(Collected data entries)
━━━━━━━━━━━━━━━━

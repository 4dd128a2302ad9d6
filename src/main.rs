//! Entry point for the terminal teleprompter.
//!
//! Responsibilities here are intentionally minimal:
//! - Parse command-line arguments.
//! - Load user configuration from `conf/config.toml`.
//! - Register the script with the on-disk store under `cache_dir`.
//! - Run the prompter session until it closes or Ctrl-C is pressed.

mod console;

use crate::console::{ConsoleView, log_startup_hint, spawn_input};
use anyhow::{Context, Result, anyhow};
use cueleaf_core::config::{PrompterConfig, load_config};
use cueleaf_core::{
    CancellationToken, ChannelRecognizer, FileScriptStore, PlaybackRunner, PrompterSession, Script,
    ScriptStore, SpeechRecognizer, system_clock,
};
use std::env;
use std::fs;
use std::path::{Path, PathBuf};
use std::sync::mpsc::RecvTimeoutError;
use std::sync::{Arc, Mutex};
use std::time::Duration;
use tracing::{error, info, warn};
use tracing_subscriber::{EnvFilter, fmt, prelude::*, reload};

type ReloadHandle = reload::Handle<EnvFilter, tracing_subscriber::Registry>;

const EVENT_WAIT: Duration = Duration::from_millis(100);

struct CliArgs {
    script_path: PathBuf,
    voice: bool,
    json: bool,
    compact: bool,
    countdown: Option<u32>,
}

fn main() {
    let reload_handle = init_tracing();
    if let Err(err) = run(&reload_handle) {
        error!("{err:?}");
        std::process::exit(1);
    }
}

fn run(reload_handle: &ReloadHandle) -> Result<()> {
    let args = parse_args()?;
    let config = apply_overrides(load_config(Path::new("conf/config.toml")), &args);
    set_log_level(reload_handle, config.log_level.as_filter_str());
    info!(
        path = %args.script_path.display(),
        level = %config.log_level,
        speed = config.scroll_speed,
        end_action = %config.end_action,
        "Starting teleprompter"
    );

    let text = fs::read_to_string(&args.script_path)
        .with_context(|| format!("Failed to read {}", args.script_path.display()))?;
    let script_id = fs::canonicalize(&args.script_path)
        .unwrap_or_else(|_| args.script_path.clone())
        .display()
        .to_string();
    let store = register_script(&config.cache_dir, &script_id, &args.script_path, &text);

    let (recognizer, feed) = ChannelRecognizer::new();
    let recognizer: Box<dyn SpeechRecognizer> = Box::new(recognizer);
    let tick_interval = config.tick_interval();
    let mut session = PrompterSession::new(system_clock(), config, Some(recognizer));
    if let Some(store) = store {
        session = session.with_store(Box::new(store));
    }
    session.load_script(Some(script_id), &text);
    let events = session.subscribe();
    let mut view = if args.compact {
        ConsoleView::compact(session.timeline().clone())
    } else {
        ConsoleView::new(session.timeline().clone())
    };
    session.begin();
    let session = Arc::new(Mutex::new(session));

    let cancel = CancellationToken::new();
    let handler_cancel = cancel.clone();
    ctrlc::set_handler(move || handler_cancel.cancel())
        .context("Failed to install Ctrl-C handler")?;

    let runner = PlaybackRunner::spawn(session.clone(), tick_interval, cancel.clone())?;
    spawn_input(session.clone(), Some(feed), cancel.clone())
        .context("Failed to start input thread")?;
    log_startup_hint(args.voice);

    while !cancel.is_cancelled() && !runner.is_finished() {
        match events.recv_timeout(EVENT_WAIT) {
            Ok(event) => emit(&mut view, &event, args.json),
            Err(RecvTimeoutError::Timeout) => {}
            Err(RecvTimeoutError::Disconnected) => break,
        }
    }

    runner.shutdown()?;
    let mut session = session
        .lock()
        .map_err(|_| anyhow!("prompter session lock poisoned"))?;
    if !session.is_finished() {
        info!("Interrupted; closing session");
        session.close();
    }
    drop(session);
    for event in events.try_iter() {
        emit(&mut view, &event, args.json);
    }
    Ok(())
}

/// Command-line flags win over the config file, within the same limits.
fn apply_overrides(mut config: PrompterConfig, args: &CliArgs) -> PrompterConfig {
    if args.voice {
        config.voice_scroll_enabled = true;
    }
    if let Some(seconds) = args.countdown {
        config.countdown_seconds = seconds;
    }
    config.sanitized()
}

fn emit(view: &mut ConsoleView, event: &cueleaf_core::PrompterEvent, json: bool) {
    if json {
        match event.to_json_line() {
            Ok(line) => println!("{line}"),
            Err(err) => warn!("Failed to encode event: {err}"),
        }
    } else if let Some(line) = view.render(event) {
        println!("{line}");
    }
}

/// Make sure the store has an up-to-date copy of the script so practice stats
/// have somewhere to land. Storage problems only disable stats.
fn register_script(
    cache_dir: &str,
    script_id: &str,
    path: &Path,
    text: &str,
) -> Option<FileScriptStore> {
    let mut store = FileScriptStore::new(cache_dir);
    let existing = match store.get(script_id) {
        Ok(existing) => existing,
        Err(err) => {
            warn!("Script store unavailable; practice stats disabled: {err}");
            return None;
        }
    };
    let script = match existing {
        Some(mut script) if script.content != text => {
            info!(id = script_id, "Script changed since last run");
            script.content = text.to_string();
            script
        }
        Some(script) => {
            if let Some(wpm) = script.words_per_minute {
                let last_duration = script.last_practice_duration.unwrap_or(0.0);
                info!(
                    last_wpm = wpm.round() as u64,
                    last_duration_secs = last_duration.round() as u64,
                    "Previous practice run"
                );
            }
            return Some(store);
        }
        None => {
            let title = path
                .file_stem()
                .map(|stem| stem.to_string_lossy().into_owned())
                .unwrap_or_else(|| script_id.to_string());
            Script::new(script_id, title, text)
        }
    };
    if let Err(err) = store.save(&script) {
        warn!("Failed to save script; practice stats disabled: {err}");
        return None;
    }
    Some(store)
}

fn parse_args() -> Result<CliArgs> {
    let mut script_path = None;
    let mut voice = false;
    let mut json = false;
    let mut compact = false;
    let mut countdown = None;
    let mut args = env::args().skip(1);
    while let Some(arg) = args.next() {
        match arg.as_str() {
            "--voice" => voice = true,
            "--json" => json = true,
            "--compact" => compact = true,
            "--countdown" => {
                let value = args
                    .next()
                    .ok_or_else(|| anyhow!("--countdown needs a number of seconds"))?;
                countdown = Some(
                    value
                        .parse()
                        .with_context(|| format!("Invalid --countdown value: {value}"))?,
                );
            }
            other if script_path.is_none() => script_path = Some(PathBuf::from(other)),
            other => return Err(anyhow!("Unexpected argument: {other}")),
        }
    }

    let script_path = script_path.ok_or_else(|| {
        anyhow!("Usage: cueleaf <script.txt> [--voice] [--json] [--compact] [--countdown <secs>]")
    })?;
    if !script_path.exists() {
        return Err(anyhow!("File not found: {}", script_path.display()));
    }
    Ok(CliArgs {
        script_path,
        voice,
        json,
        compact,
        countdown,
    })
}

fn init_tracing() -> ReloadHandle {
    let env_filter = EnvFilter::try_from_default_env().unwrap_or_else(|_| EnvFilter::new("debug"));
    let (filter_layer, handle) = reload::Layer::new(env_filter);
    tracing_subscriber::registry()
        .with(
            fmt::layer()
                .with_writer(std::io::stderr)
                .with_target(true)
                .with_file(true)
                .with_line_number(true)
                .with_filter(filter_layer),
        )
        .init();
    warn!("Logging initialized; override level with config.log_level or RUST_LOG");
    handle
}

fn set_log_level(handle: &ReloadHandle, level: &str) {
    let parsed = EnvFilter::builder()
        .parse(level)
        .unwrap_or_else(|_| EnvFilter::new("debug"));
    if let Err(err) = handle.modify(|filter| *filter = parsed.clone()) {
        warn!(%level, "Failed to update log level from config: {err}");
    } else {
        info!(%level, "Applied log level from config");
    }
}
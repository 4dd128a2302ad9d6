//! Word and line splitting for prompter scripts.
//!
//! A [`WordTimeline`] is rebuilt from scratch whenever the script text
//! changes; a word's position in the sequence is its only identity.

use serde::Serialize;
use std::ops::Range;
use unicode_normalization::UnicodeNormalization;

/// Reading rate assumed by [`estimated_read_time`].
pub const DEFAULT_READ_WPM: f64 = 150.0;

#[derive(Debug, Clone, PartialEq, Eq, Serialize)]
pub struct Word {
    pub text: String,
    /// Byte offset of the word in the source text.
    pub source_offset: usize,
    pub normalized: String,
}

#[derive(Debug, Clone, Default, PartialEq, Eq, Serialize)]
pub struct WordTimeline {
    words: Vec<Word>,
    lines: Vec<usize>,
}

impl WordTimeline {
    /// Split `text` into words (whitespace) and non-blank lines (line breaks).
    pub fn build(text: &str) -> Self {
        let words = split_words(text);
        let lines = text
            .lines()
            .map(|line| line.split_whitespace().count())
            .filter(|count| *count > 0)
            .collect();
        Self { words, lines }
    }

    pub fn words(&self) -> &[Word] {
        &self.words
    }

    pub fn word(&self, idx: usize) -> Option<&Word> {
        self.words.get(idx)
    }

    /// Word count of every non-blank line, in order.
    pub fn lines(&self) -> &[usize] {
        &self.lines
    }

    pub fn len(&self) -> usize {
        self.words.len()
    }

    pub fn is_empty(&self) -> bool {
        self.words.is_empty()
    }

    pub fn line_count(&self) -> usize {
        self.lines.len()
    }

    pub fn last_line(&self) -> usize {
        self.lines.len().saturating_sub(1)
    }

    pub fn avg_words_per_line(&self) -> f64 {
        if self.lines.is_empty() {
            return 1.0;
        }
        (self.words.len() as f64 / self.lines.len() as f64).max(1.0)
    }

    /// Index of the first word on `line` (cumulative count of earlier lines).
    pub fn line_start(&self, line: usize) -> usize {
        self.lines.iter().take(line).sum()
    }

    /// Line containing the word at `word_idx`; indices past the end map to the
    /// last line.
    pub fn line_of_word(&self, word_idx: usize) -> usize {
        let mut seen = 0usize;
        for (line, count) in self.lines.iter().copied().enumerate() {
            seen += count;
            if word_idx < seen {
                return line;
            }
        }
        self.last_line()
    }

    /// Range of words shown by the compact single-strip view: a quarter of the
    /// strip sits behind the current word.
    pub fn visible_window(
        &self,
        current: usize,
        words_per_line: usize,
        line_count: usize,
    ) -> Range<usize> {
        let total = words_per_line.max(1) * line_count.max(1);
        let start = current.saturating_sub(total / 4).min(self.words.len());
        let end = (start + total).min(self.words.len());
        start..end
    }
}

/// Lowercase, decompose, and keep only alphanumeric characters.
pub fn normalize_token(raw: &str) -> String {
    raw.nfkd()
        .flat_map(char::to_lowercase)
        .filter(|ch| ch.is_alphanumeric())
        .collect()
}

fn split_words(text: &str) -> Vec<Word> {
    let mut words = Vec::new();
    let mut start: Option<usize> = None;

    for (offset, ch) in text.char_indices() {
        match (ch.is_whitespace(), start) {
            (true, Some(begin)) => {
                words.push(make_word(&text[begin..offset], begin));
                start = None;
            }
            (false, None) => start = Some(offset),
            _ => {}
        }
    }
    if let Some(begin) = start {
        words.push(make_word(&text[begin..], begin));
    }

    words
}

fn make_word(text: &str, source_offset: usize) -> Word {
    Word {
        text: text.to_string(),
        source_offset,
        normalized: normalize_token(text),
    }
}

pub fn word_count(text: &str) -> usize {
    text.split_whitespace().count()
}

/// Human-readable read time estimate, e.g. `"~3 min"`.
pub fn estimated_read_time(text: &str, wpm: f64) -> String {
    let minutes = word_count(text) as f64 / wpm.max(1.0);
    if minutes < 1.0 {
        "under 1 min".to_string()
    } else {
        format!("~{} min", minutes.round() as u64)
    }
}

/// Format seconds as `M:SS`.
pub fn format_clock(seconds: f64) -> String {
    let total = seconds.max(0.0).floor() as u64;
    format!("{}:{:02}", total / 60, total % 60)
}
pub mod cancellation;
pub mod clock;
pub mod config;
pub mod countdown;
pub mod engine;
pub mod events;
pub mod pace;
pub mod runner;
pub mod session;
pub mod shortcuts;
pub mod store;
pub mod timeline;
pub mod voice;

pub use cancellation::CancellationToken;
pub use clock::{Clock, ManualClock, SharedClock, SystemClock, system_clock};
pub use config::{EndAction, LogLevel, PrompterConfig};
pub use countdown::{Countdown, CountdownEvent};
pub use engine::{Direction, EndReason, PlaybackEngine, PlaybackEvent, PlaybackState};
pub use pace::{PaceEvent, PaceTracker, PaceZone, PracticeSummary};
pub use runner::{PlaybackRunner, SharedSession};
pub use session::{
    PrompterEvent, PrompterSession, SessionCommand, SessionEvent, SessionNotice, SessionPhase,
    SessionSnapshot,
};
pub use store::{FileScriptStore, MemoryScriptStore, Script, ScriptStore, StoreError};
pub use timeline::{Word, WordTimeline};
pub use voice::{
    ChannelRecognizer, SpeechRecognizer, TranscriptFeed, VoiceAligner, VoiceEvent, VoiceStatus,
};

━━━━━━━━━━━━━━━━

#### PROBLEM DESCRIPTION
From the very first line of the data through the line with "use std::fs;" in it, please reproduce each line exactly and output nothing more.

#### ANSWER TO THIS EXERCISE
repository 4dd128a2302ad9d6
filename src/main.rs
//! Entry point for the terminal teleprompter.
//!
//! Responsibilities here are intentionally minimal:
//! - Parse command-line arguments.
//! - Load user configuration from `conf/config.toml`.
//! - Register the script with the on-disk store under `cache_dir`.
//! - Run the prompter session until it closes or Ctrl-C is pressed.

mod console;

use crate::console::{ConsoleView, log_startup_hint, spawn_input};
use anyhow::{Context, Result, anyhow};
use cueleaf_core::config::{PrompterConfig, load_config};
use cueleaf_core::{
    CancellationToken, ChannelRecognizer, FileScriptStore, PlaybackRunner, PrompterSession, Script,
    ScriptStore, SpeechRecognizer, system_clock,
};
use std::env;
use std::fs;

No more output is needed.